Solution Approach 2:
The system performs self-adjustment by automatically determining filter coefficients through multi-objective optimization without requiring manual intervention. The unscrambler uses the diver's own speech samples and depth information to autonomously configure optimal parameters, eliminating the need for operator adjustment while improving adaptability.
2Ease of operation
If machine learning with small samples is used for heliumspeech unscrambling, then the ease of operation is improved, but the unscrambling effectiveness deteriorates
Solution Approach 1:
The system collects speech samples from each diver during normal operations and pre-processes them to build personalized speech profiles before actual diving operations. This preliminary preparation of diver-specific characteristics enables the multi-objective optimization to start with informed initial parameters, improving effectiveness while maintaining ease of operation.
Solution Approach 2:
The patent transforms the unscrambling approach by changing from generic machine learning models to diver-specific parameter optimization. By adjusting filter coefficients based on individual diver characteristics and real-time depth conditions, the system achieves both operational simplicity and high effectiveness through personalized parameter adaptation.
3Manufacturing precision
If filter coefficients are fixed for specific diving depths, then the manufacturing precision is improved, but the adaptability to depth changes deteriorates
Solution Approach 1:
The system replaces fixed depth-specific filter coefficients with dynamic coefficients that automatically adapt to changing diving depths.

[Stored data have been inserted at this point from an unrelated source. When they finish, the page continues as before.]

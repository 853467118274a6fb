//! Transitions, batches and the sampling seam the agent trains from

pub mod replay;

pub use replay::ReplayMemory;

use burn::{prelude::*, tensor::backend::Backend};

/// One environment step: `(s, a, r, s', done)` with `s = (lidar, position)`.
#[derive(Clone, Debug, PartialEq)]
pub struct Transition {
    pub lidar: Vec<f32>,
    pub position: Vec<f32>,
    pub action: Vec<f32>,
    pub next_lidar: Vec<f32>,
    pub next_position: Vec<f32>,
    pub reward: f32,
    pub done: bool,
}

/// Column-major batch of `N` transitions, every tensor on the agent's device.
///
/// | field           | shape    |
/// |-----------------|----------|
/// | `lidar`         | `[N, L]` |
/// | `position`      | `[N, P]` |
/// | `action`        | `[N, A]` |
/// | `next_lidar`    | `[N, L]` |
/// | `next_position` | `[N, P]` |
/// | `reward`        | `[N, 1]` |
/// | `not_done`      | `[N, 1]` |
#[derive(Clone, Debug)]
pub struct TransitionBatch<B: Backend> {
    pub lidar: Tensor<B, 2>,
    pub position: Tensor<B, 2>,
    pub action: Tensor<B, 2>,
    pub next_lidar: Tensor<B, 2>,
    pub next_position: Tensor<B, 2>,
    pub reward: Tensor<B, 2>,
    /// `0.0` where the episode terminated, `1.0` otherwise
    pub not_done: Tensor<B, 2>,
}

impl<B: Backend> TransitionBatch<B> {
    pub fn len(&self) -> usize {
        self.reward.dims()[0]
    }

    pub fn is_empty(&self) -> bool {
        self.len() == 0
    }

    /// `(name, tensor)` for every column, in declaration order.
    pub fn columns(&self) -> [(&'static str, &Tensor<B, 2>); 7] {
        [
            ("lidar", &self.lidar),
            ("position", &self.position),
            ("action", &self.action),
            ("next_lidar", &self.next_lidar),
            ("next_position", &self.next_position),
            ("reward", &self.reward),
            ("not_done", &self.not_done),
        ]
    }
}

/// Source of training batches.
///
/// Returns `None` when no batch can be produced (e.g. nothing stored yet).
pub trait TransitionSampler<B: Backend> {
    fn sample(&mut self, batch_size: usize) -> Option<TransitionBatch<B>>;
}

The multi-objective optimization continuously adjusts parameters based on real-time depth information, maintaining high precision at each depth level while enabling seamless transitions between depths without requiring pre-configured coefficient sets.
Solution Approach 2:
The unscrambler implements feedback mechanisms by monitoring actual diving depth and comparing unscrambling performance, then using this information to adjust filter coefficients in real-time. This closed-loop approach maintains manufacturing precision at each depth while providing adaptability to depth changes through continuous optimization based on feedback signals.
Data Source
AI summary
The present application discloses a method and a system for saturation diving heliumspeech unscrambling based on multi-objective optimization. In a system including a diver and a filter at least, a working language phonetic symbol library and a common working word library for divers are constructed. The divers read them one by one, and a phonetic symbol standard speech library, a phonetic symbol heliumspeech library and a common working word speech library are generated. The filter uses the multi-objective optimization algorithm to design its impulse response coefficients, corrects and unscrambles the tagged and sampled heliumspeech signal word by word, and continuously updates the impulse response coefficients to complete the perfect heliumspeech unscrambling.